Exercise input Start Marker

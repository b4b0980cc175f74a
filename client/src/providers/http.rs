//! HTTP implementation of the recipe API collaborator.
//!
//! Thin reqwest wrapper: builds the endpoint URLs, attaches the stored
//! token to authenticated requests, and converts every fault - error
//! statuses, transport failures, unusable bodies - into a
//! [`FailureDetail`] instead of propagating it.

use crate::config::ClientConfig;
use crate::constants::endpoints;
use crate::error::{FailureDetail, FieldError};
use crate::providers::api::{AuthSuccess, RecipeApi, RecipePage};
use crate::state::{RecipeId, SessionToken, SigninCredentials, SignupCredentials, UserId};
use serde::de::DeserializeOwned;

/// Production recipe API client backed by reqwest.
#[derive(Debug, Clone)]
pub struct HttpRecipeApi {
    client: reqwest::Client,
    config: ClientConfig,
}

impl HttpRecipeApi {
    /// Create a new API client for the configured base URL.
    #[must_use]
    pub fn new(config: ClientConfig) -> Self {
        Self {
            client: reqwest::Client::new(),
            config,
        }
    }

    fn url(&self, path: &str) -> String {
        format!("{}{path}", self.config.base_url)
    }

    fn favorites_url(&self, user_id: &UserId) -> String {
        format!("{}/api/v1/users/{user_id}/recipes", self.config.base_url)
    }
}

impl RecipeApi for HttpRecipeApi {
    async fn signup(
        &self,
        credentials: &SignupCredentials,
    ) -> Result<AuthSuccess, FailureDetail> {
        let response = self
            .client
            .post(self.url(endpoints::SIGNUP))
            .json(credentials)
            .send()
            .await
            .map_err(transport_failure)?;

        read_response(response).await
    }

    async fn signin(
        &self,
        credentials: &SigninCredentials,
    ) -> Result<AuthSuccess, FailureDetail> {
        let response = self
            .client
            .post(self.url(endpoints::SIGNIN))
            .json(credentials)
            .send()
            .await
            .map_err(transport_failure)?;

        read_response(response).await
    }

    async fn recipes_page(&self, page: u32) -> Result<RecipePage, FailureDetail> {
        let response = self
            .client
            .get(self.url(endpoints::RECIPES))
            .query(&[("page", page)])
            .send()
            .await
            .map_err(transport_failure)?;

        read_response(response).await
    }

    async fn add_favorite(
        &self,
        user_id: &UserId,
        recipe_id: &RecipeId,
        token: Option<&SessionToken>,
    ) -> Result<(), FailureDetail> {
        let mut request = self
            .client
            .post(self.favorites_url(user_id))
            .json(&serde_json::json!({ "recipeId": recipe_id }));

        if let Some(token) = token {
            request = request
                .header("x-access-token", token.as_str())
                .header("authorization", token.as_str());
        }

        let response = request.send().await.map_err(transport_failure)?;

        let status = response.status();
        if status.is_success() {
            Ok(())
        } else {
            Err(failure_from_body(
                status.as_u16(),
                response.json::<serde_json::Value>().await.ok(),
            ))
        }
    }
}

/// Convert a reqwest transport error into a status-less failure.
fn transport_failure(error: reqwest::Error) -> FailureDetail {
    tracing::warn!(error = %error, "Request transport failed");
    FailureDetail::transport(error.to_string())
}

/// Read a response: parse the typed body on success, classify otherwise.
async fn read_response<T>(response: reqwest::Response) -> Result<T, FailureDetail>
where
    T: DeserializeOwned,
{
    let status = response.status();

    if status.is_success() {
        response.json::<T>().await.map_err(|error| {
            tracing::warn!(error = %error, "Success response carried an unusable body");
            FailureDetail::transport("malformed response body")
        })
    } else {
        Err(failure_from_body(
            status.as_u16(),
            response.json::<serde_json::Value>().await.ok(),
        ))
    }
}

/// Build a [`FailureDetail`] from an error-status body.
///
/// The server contract is `{"message": "..."}` for single-message failures
/// and `{"message": [{"msg": ..., "param": ...}, ...]}` for field-level
/// validation. Anything else degrades to a status-less generic failure so
/// classification lands on the unknown branch instead of surfacing an
/// invented server message.
fn failure_from_body(status_code: u16, body: Option<serde_json::Value>) -> FailureDetail {
    match body.as_ref().and_then(|body| body.get("message")) {
        Some(serde_json::Value::String(text)) => FailureDetail::text(status_code, text.clone()),
        Some(serde_json::Value::Array(entries)) => {
            let fields: Vec<FieldError> = entries.iter().filter_map(field_entry).collect();
            if fields.is_empty() {
                tracing::warn!(status_code, "Error response carried no usable field entries");
                FailureDetail::transport("unrecognized error response")
            } else {
                FailureDetail::fields(status_code, fields)
            }
        },
        _ => {
            tracing::warn!(status_code, "Error response carried no usable message");
            FailureDetail::transport("unrecognized error response")
        },
    }
}

/// Parse one entry of a field-level validation array, tolerating the key
/// variations the server has used (`msg`/`message`, `param`/`field`).
fn field_entry(entry: &serde_json::Value) -> Option<FieldError> {
    let message = entry
        .get("msg")
        .or_else(|| entry.get("message"))?
        .as_str()?
        .to_owned();

    let field = entry
        .get("param")
        .or_else(|| entry.get("field"))
        .and_then(serde_json::Value::as_str)
        .unwrap_or_default()
        .to_owned();

    Some(FieldError { field, message })
}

Exercise input End Marker

Aim of the exercise |
The answer is one number: how many lines of the material above contain "providers".

Answer to the exercise |
2